You asked specifically about books. Over the course of 2009, I worked through
(not just read!) about half a dozen marketing tomes that people had
recommended to me. In descending priority, my favorite three:

    
    
      * Hypnotic Writing by Joe Vitale
      * The Adweek Copywriting Handbook by Joseph Sugerman
      * Cashvertising by Drew Whitman
    

If you can read only three books, I'd suggest these, in the order listed. But
if you can only read one, Cashvertising might actually be the best for you.

CAVEAT: Make sure you work through all the exercises the book has - and if it
doesn't, invent them! Sugarman's book, for example, has few explicit reader
exercises. So after each section or chapter, close the book and write an ad
for your product, and/or some other product (real or imaginary), applying and
exercising the principles you just learned. Use pen and paper, or better yet,
a dedicated notebook. You'll miss out on at least 80% of the value of these
books if you fail to do this!!

Another very good thing to do is to HAND COPY a good sales letter. Do it in
long hand, on sheets of paper, with a pen or pencil. Why in the world, you
ask? Because it's a powerful, powerful way to drill some of the more subtle
advertising patterns into your subconscious.

Several important marketers - Dan Kennedy is one - famously recommend doing
this with 100 long sales letters if you really want to manifest great skill in
marketing. I've done about six of them myself, so far. Doing just the first
one produced a difference in my skill that was too great to ignore.

Almost no one will do this, because it's so much work. A good solid sales
letter may be ten pages, which takes me about three hours to hand copy. Let me
just suggest that it's worth it, and you may want to try it out once to
evaluate for yourself. Just make sure you use a GOOD (meaning, highly
financially successful) sales letter - you want to make sure you ingrain good
habits, not bad ones!

P.S. Cialdini and Collier are often recommended. Personally, I found less
value in them. Cialdini's is good, but very, very mental and intellectual.
That can be great for a typical advertising person. But most people reading
this (programmers) need to be LESS mental, to grok marketing, not more.
Reading even a few pages of Cialdini makes me feel "stuck in my head".

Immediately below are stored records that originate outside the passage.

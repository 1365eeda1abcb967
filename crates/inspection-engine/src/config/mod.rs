use std::env;
use std::fmt;
use std::net::{IpAddr, SocketAddr};
use std::path::PathBuf;

use crate::workflows::readings::{PolicyError, PolicyTable};

/// Distinguishes runtime behavior for different stages of the service.
#[derive(Debug, Clone, Copy, PartialEq, Eq)]
pub enum AppEnvironment {
    Development,
    Test,
    Production,
}

impl AppEnvironment {
    fn from_str(value: &str) -> Self {
        match value.trim().to_ascii_lowercase().as_str() {
            "prod" | "production" => Self::Production,
            "test" | "ci" => Self::Test,
            _ => Self::Development,
        }
    }
}

/// Top-level configuration for the inspection service.
#[derive(Debug, Clone)]
pub struct AppConfig {
    pub environment: AppEnvironment,
    pub server: ServerConfig,
    pub telemetry: TelemetryConfig,
    pub policy: PolicyConfig,
}

impl AppConfig {
    pub fn load() -> Result<Self, ConfigError> {
        dotenvy::dotenv().ok();

        let environment = AppEnvironment::from_str(
            &env::var("APP_ENV").unwrap_or_else(|_| "development".to_string()),
        );

        let host = env::var("APP_HOST").unwrap_or_else(|_| "127.0.0.1".to_string());
        let port = env::var("APP_PORT")
            .unwrap_or_else(|_| "3000".to_string())
            .parse::<u16>()
            .map_err(|_| ConfigError::InvalidPort)?;

        let log_level = env::var("APP_LOG_LEVEL").unwrap_or_else(|_| "info".to_string());

        let table_path = env::var("APP_POLICY_TABLE")
            .ok()
            .map(|value| value.trim().to_string())
            .filter(|value| !value.is_empty())
            .map(PathBuf::from);

        Ok(Self {
            environment,
            server: ServerConfig { host, port },
            telemetry: TelemetryConfig { log_level },
            policy: PolicyConfig { table_path },
        })
    }
}

/// Settings controlling the HTTP server binding.
#[derive(Debug, Clone)]
pub struct ServerConfig {
    pub host: String,
    pub port: u16,
}

impl ServerConfig {
    pub fn socket_addr(&self) -> Result<SocketAddr, ConfigError> {
        if self.host.eq_ignore_ascii_case("localhost") {
            return Ok(SocketAddr::new(IpAddr::from([127, 0, 0, 1]), self.port));
        }

        let ip: IpAddr = self
            .host
            .parse()
            .map_err(|source| ConfigError::InvalidHost { source })?;

        Ok(SocketAddr::new(ip, self.port))
    }
}

#[derive(Debug, Clone)]
pub struct TelemetryConfig {
    pub log_level: String,
}

/// Where the threshold and lifetime table comes from.
#[derive(Debug, Clone, Default)]
pub struct PolicyConfig {
    /// JSON policy table; the built-in standard table is used when unset.
    pub table_path: Option<PathBuf>,
}

impl PolicyConfig {
    pub fn load_table(&self) -> Result<PolicyTable, PolicyError> {
        match &self.table_path {
            Some(path) => PolicyTable::from_path(path),
            None => Ok(PolicyTable::standard()),
        }
    }
}

#[derive(Debug)]
pub enum ConfigError {
    InvalidPort,
    InvalidHost { source: std::net::AddrParseError },
}

impl fmt::Display for ConfigError {
    fn fmt(&self, f: &mut fmt::Formatter<'_>) -> fmt::Result {
        match self {
            ConfigError::InvalidPort => write!(f, "APP_PORT must be a valid u16"),
            ConfigError::InvalidHost { .. } => {
                write!(f, "APP_HOST must parse to an IPv4 or IPv6 address")
            }
        }
    }
}

impl std::error::Error for ConfigError {
    fn source(&self) -> Option<&(dyn std::error::Error + 'static)> {
        match self {
            ConfigError::InvalidPort => None,
            ConfigError::InvalidHost { source } => Some(source),
        }
    }
}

For Collier, I'm personally glad I took the time to read it, but for most
people in your shoes it is probably not the first priority, and IMO not even a
"must-read" at all.

EDIT: fixed formatting and a typo

------
Alex3917
All Marketers are Liars, Permission Marketing, Crossing the Chasm,
Positioning, 4 steps to the epiphany

That's probably enough for a while. And if you haven't already read Getting
Real then read that too.

------
tortilla
Not exactly a book, okay, a blog:

<http://www.copyblogger.com/>

------
docpepin
Unleashing the Ideavirus by Seth Godin

------
mos1
Influence - The Psychology of Persuasion by Cialdini.

[http://www.amazon.com/Influence-Psychology-Persuasion-
Busine...](http://www.amazon.com/Influence-Psychology-Persuasion-Business-
Essentials/dp/006124189X/ref=pd_bbs_sr_1?ie=UTF8&s=books&qid=1216856193&sr=8-1)

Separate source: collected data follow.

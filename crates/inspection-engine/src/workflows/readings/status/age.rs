use chrono::NaiveDate;

const DAYS_PER_YEAR: i64 = 365;

/// Whole elapsed years between the date code and the evaluation date.
///
/// Uses `floor(days / 365)` rather than calendar years; a date code in the future yields zero.
pub fn age_in_years(date_code: NaiveDate, evaluated_on: NaiveDate) -> u32 {
    let days = evaluated_on.signed_duration_since(date_code).num_days();
    if days <= 0 {
        return 0;
    }
    u32::try_from(days / DAYS_PER_YEAR).unwrap_or(u32::MAX)
}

The 22 Immutable Laws of Marketing - Violate Them at Your Own Risk!

[http://www.amazon.com/22-Immutable-Laws-Marketing-
Violate/dp...](http://www.amazon.com/22-Immutable-Laws-Marketing-
Violate/dp/0887306667/ref=pd_bbs_sr_1?ie=UTF8&s=books&qid=1216858700&sr=1-1)

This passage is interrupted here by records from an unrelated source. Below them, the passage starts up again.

//! Formatted terminal output.
//!
//! We keep formatting code in one place so:
//! - the engine stays free of presentation concerns
//! - rounding to cents happens only here (and in exports)

use rust_decimal::Decimal;

use crate::domain::{
    FeeBreakdown, Quotation, RecentQuote, RegulationParams, Service, ServiceCategory, ValueBracket,
    round_cents,
};
use crate::store::ServiceStatistics;
use crate::tariff::{all_brackets, base_rate};

/// Format an amount as `€ 1,234.56` (thousands separator, 2 decimals).
pub fn format_eur(amount: Decimal) -> String {
    let mut rounded = round_cents(amount);
    rounded.rescale(2);
    let text = rounded.abs().to_string();
    let (int_part, frac_part) = text.split_once('.').unwrap_or((text.as_str(), "00"));

    let mut grouped = String::with_capacity(int_part.len() + int_part.len() / 3);
    for (i, ch) in int_part.chars().enumerate() {
        if i > 0 && (int_part.len() - i) % 3 == 0 {
            grouped.push(',');
        }
        grouped.push(ch);
    }

    let sign = if rounded.is_sign_negative() && !rounded.is_zero() { "-" } else { "" };
    format!("€ {sign}{grouped}.{frac_part}")
}

/// Format a fractional rate as a percentage label (`0.15` → `15%`).
pub fn format_percent(rate: Decimal) -> String {
    format!("{}%", (rate * Decimal::ONE_HUNDRED).normalize())
}

/// Labeled cost rows in the fixed document order.
pub fn cost_rows(breakdown: &FeeBreakdown, params: &RegulationParams) -> Vec<(String, Decimal)> {
    vec![
        ("Onorari professionali".to_string(), breakdown.professional_fee),
        (
            format!("Spese forfettarie ({})", format_percent(params.allowance_rate)),
            breakdown.allowance,
        ),
        (
            format!("Cassa previdenza avvocati ({})", format_percent(params.guild_rate)),
            breakdown.guild_contribution,
        ),
        (format!("IVA ({})", format_percent(params.tax_rate)), breakdown.tax),
        ("Totale".to_string(), breakdown.total),
    ]
}

pub fn format_cost_rows(breakdown: &FeeBreakdown, params: &RegulationParams) -> String {
    let mut out = String::new();
    for (label, amount) in cost_rows(breakdown, params) {
        out.push_str(&format!("{:<36} {:>18}\n", format!("{label}:"), format_eur(amount)));
    }
    out
}

pub fn format_bracket_range(bracket: &ValueBracket) -> String {
    match (bracket.lower, bracket.upper) {
        (None, Some(hi)) => format!("fino a {}", format_eur(hi)),
        (Some(lo), Some(hi)) => format!("da {} a {}", format_eur(lo + Decimal::new(1, 2)), format_eur(hi)),
        (Some(lo), None) => format!("oltre {}", format_eur(lo)),
        (None, None) => "qualsiasi valore".to_string(),
    }
}

/// Terminal summary of a quotation.
pub fn format_quotation(quotation: &Quotation, params: &RegulationParams) -> String {
    let mut out = String::new();
    let bracket = quotation.bracket();

    out.push_str("=== tariffa - Preventivo ===\n");
    out.push_str(&format!("Valore del bene: {}\n", format_eur(quotation.asset_value().value())));
    out.push_str(&format!(
        "Scaglione: {} ({})\n",
        bracket.index,
        format_bracket_range(&bracket)
    ));

    match quotation {
        Quotation::Itemized(q) => {
            out.push_str(&format!("Complessità: {}\n\n", q.complexity.display_name()));
            out.push_str(&format!(
                "{:<28} {:<16} {:>14} {:>6} {:>18}\n",
                "servizio", "categoria", "base", "x", "totale"
            ));
            out.push_str(&format!(
                "{:-<28} {:-<16} {:-<14} {:-<6} {:-<18}\n",
                "", "", "", "", ""
            ));
            for s in &q.services {
                let category = if s.category.is_default() {
                    format!("{}*", s.category.category())
                } else {
                    s.category.category().to_string()
                };
                out.push_str(&format!(
                    "{:<28} {:<16} {:>14} {:>6} {:>18}\n",
                    truncate(&s.service, 28),
                    category,
                    format_eur(s.base_fee),
                    s.multiplier.normalize(),
                    format_eur(s.breakdown.total)
                ));
            }
            if q.services.iter().any(|s| s.category.is_default()) {
                out.push_str("* categoria predefinita (nessuna corrispondenza)\n");
            }
            out.push('\n');
        }
        Quotation::Combined(q) => {
            out.push_str(&format!(
                "Servizi: {} | tariffa base {} ({}) x {}\n\n",
                q.services.len(),
                format_eur(q.base_fee),
                q.rate_category,
                q.multiplier.normalize()
            ));
        }
    }

    out.push_str(&format_cost_rows(&quotation.summary(), params));
    out
}

pub fn format_services(services: &[Service]) -> String {
    if services.is_empty() {
        return "No services available. Add one with `tariffa services add`.\n".to_string();
    }
    let mut out = String::new();
    out.push_str(&format!("{:>4} {:<28} {:<4} {}\n", "id", "name", "doc", "description"));
    out.push_str(&format!("{:-<4} {:-<28} {:-<4} {:-<30}\n", "", "", "", ""));
    for s in services {
        out.push_str(
            format!(
                "{:>4} {:<28} {:<4} {}\n",
                s.id,
                truncate(&s.name, 28),
                if s.document.is_some() { "yes" } else { "" },
                s.description
            )
            .trim_end(),
        );
        out.push('\n');
    }
    out
}

pub fn format_recent_quotes(quotes: &[RecentQuote]) -> String {
    if quotes.is_empty() {
        return "No quotes yet.\n".to_string();
    }
    let mut out = String::new();
    out.push_str(&format!(
        "{:>5} {:<10} {:<24} {:>18} {:>18}  {}\n",
        "id", "date", "client", "value", "total", "services"
    ));
    out.push_str(&format!(
        "{:-<5} {:-<10} {:-<24} {:-<18} {:-<18}  {:-<20}\n",
        "", "", "", "", "", ""
    ));
    for q in quotes {
        out.push_str(
            format!(
                "{:>5} {:<10} {:<24} {:>18} {:>18}  {}\n",
                q.id,
                q.created_at.format("%d/%m/%Y"),
                truncate(&q.client_name, 24),
                format_eur(q.asset_value.value()),
                format_eur(q.total),
                q.services.join(", ")
            )
            .trim_end(),
        );
        out.push('\n');
    }
    out
}

pub fn format_statistics(stats: &ServiceStatistics) -> String {
    let mut out = String::new();
    out.push_str("=== Statistiche generali ===\n");
    out.push_str(&format!("Totale preventivi: {}\n", stats.totals.total_quotes));
    out.push_str(&format!("Valore medio: {}\n", format_eur(stats.totals.avg_value)));
    out.push_str(&format!("Onorario medio: {}\n", format_eur(stats.totals.avg_fee)));

    out.push_str("\nRichieste per servizio:\n");
    let max = stats.service_counts.iter().map(|c| c.count).max().unwrap_or(0);
    for c in &stats.service_counts {
        out.push_str(&format!(
            "  {:<28} {:>5} {}\n",
            truncate(&c.name, 28),
            c.count,
            bar(c.count, max, 30)
        ));
    }

    if !stats.service_values.is_empty() {
        out.push_str("\nMedie per servizio:\n");
        for v in &stats.service_values {
            out.push_str(&format!(
                "  {:<28} valore {:>18} | onorario {:>18}\n",
                truncate(&v.name, 28),
                format_eur(v.avg_value),
                format_eur(v.avg_fee)
            ));
        }
    }

    if !stats.monthly_counts.is_empty() {
        out.push_str("\nPreventivi per mese:\n");
        let max = stats.monthly_counts.iter().map(|m| m.count).max().unwrap_or(0);
        for m in &stats.monthly_counts {
            out.push_str(&format!(
                "  {:04}-{:02} {:>5} {}\n",
                m.year,
                m.month,
                m.count,
                bar(m.count, max, 30)
            ));
        }
    }
    out
}

/// Bracket × category base-rate schedule.
pub fn format_tariff_table() -> String {
    let mut out = String::new();
    out.push_str(&format!("{:<3} {:<42}", "#", "scaglione"));
    for c in ServiceCategory::ALL {
        out.push_str(&format!(" {:>14}", c.name()));
    }
    out.push('\n');
    for b in all_brackets() {
        out.push_str(&format!("{:<3} {:<42}", b.index, format_bracket_range(&b)));
        for c in ServiceCategory::ALL {
            out.push_str(&format!(" {:>14}", format_eur(base_rate(c, b))));
        }
        out.push('\n');
    }
    out
}

fn bar(count: usize, max: usize, width: usize) -> String {
    if max == 0 {
        return String::new();
    }
    "#".repeat(count * width / max)
}

fn truncate(s: &str, max: usize) -> String {
    if s.chars().count() <= max {
        return s.to_string();
    }
    let mut out = String::new();
    for (i, ch) in s.chars().enumerate() {
        if i + 1 >= max {
            break;
        }
        out.push(ch);
    }
    out.push('.');
    out
}

#[cfg(test)]
mod tests {
    use super::*;
    use crate::domain::{ComplexityLevel, ServiceSelection, SurchargePolicy};
    use crate::tariff::{bracket_at, compute_fee};
    use rust_decimal_macros::dec;

    #[test]
    fn eur_formatting() {
        assert_eq!(format_eur(dec!(0)), "€ 0.00");
        assert_eq!(format_eur(dec!(999.5)), "€ 999.50");
        assert_eq!(format_eur(dec!(1750.944)), "€ 1,750.94");
        assert_eq!(format_eur(dec!(1234567.891)), "€ 1,234,567.89");
        assert_eq!(format_eur(dec!(100.005)), "€ 100.01");
        assert_eq!(format_eur(dec!(520000)), "€ 520,000.00");
    }

    #[test]
    fn percent_labels() {
        assert_eq!(format_percent(dec!(0.15)), "15%");
        assert_eq!(format_percent(dec!(0.04)), "4%");
        assert_eq!(format_percent(dec!(0.225)), "22.5%");
    }

    #[test]
    fn cost_rows_are_in_fixed_order() {
        let params = RegulationParams::default();
        let b = crate::tariff::compose(dec!(1000), &params);
        let labels: Vec<String> = cost_rows(&b, &params).into_iter().map(|(l, _)| l).collect();
        assert_eq!(
            labels,
            vec![
                "Onorari professionali",
                "Spese forfettarie (15%)",
                "Cassa previdenza avvocati (4%)",
                "IVA (22%)",
                "Totale",
            ]
        );
    }

    #[test]
    fn bracket_ranges() {
        assert_eq!(format_bracket_range(&bracket_at(1)), "fino a € 1,100.00");
        assert_eq!(format_bracket_range(&bracket_at(2)), "da € 1,100.01 a € 5,200.00");
        assert_eq!(format_bracket_range(&bracket_at(7)), "oltre € 520,000.00");
    }

    #[test]
    fn quotation_summary_marks_defaulted_services() {
        let params = RegulationParams::default();
        let q = compute_fee(
            dec!(10000),
            &ServiceSelection::new(["Contenzioso", "Xyz"]).unwrap(),
            SurchargePolicy::Complexity(ComplexityLevel::Standard),
            &params,
        )
        .unwrap();
        let text = format_quotation(&q, &params);
        assert!(text.contains("Scaglione: 3"));
        assert!(text.contains("Consulenza*"));
        assert!(text.contains("Totale:"));
    }

    #[test]
    fn tariff_table_lists_every_bracket() {
        let table = format_tariff_table();
        assert_eq!(table.lines().count(), 8);
        assert!(table.contains("€ 7,500.00"));
    }
}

Don't Make Me Think: A Common Sense Approach to We Usability, by Steve Krug:

[http://www.amazon.com/Dont-Make-Me-Think-
Usability/dp/032134...](http://www.amazon.com/Dont-Make-Me-Think-
Usability/dp/0321344758/ref=pd_bbs_sr_1?ie=UTF8&s=books&qid=1216860599&sr=1-1)

Information Architecture for the World Wide Web: Designing Large Scale Web
Sites, by Paul Rosenfeld and Peter Morville:

[http://www.amazon.com/Information-Architecture-World-Wide-
We...](http://www.amazon.com/Information-Architecture-World-Wide-
Web/dp/0596527349/ref=pd_bbs_sr_1?ie=UTF8&s=books&qid=1216860826&sr=1-1)

Why We Buy: The Science of Shopping, by Paco Underhill

[http://www.amazon.com/Why-We-Buy-Shopping-Updated-
Internet/d...](http://www.amazon.com/Why-We-Buy-Shopping-Updated-
Internet/dp/1416595244/ref=sr_1_1?ie=UTF8&s=books&qid=1264609112&sr=1-1)

And at least one Jakob Nielsen Usability book.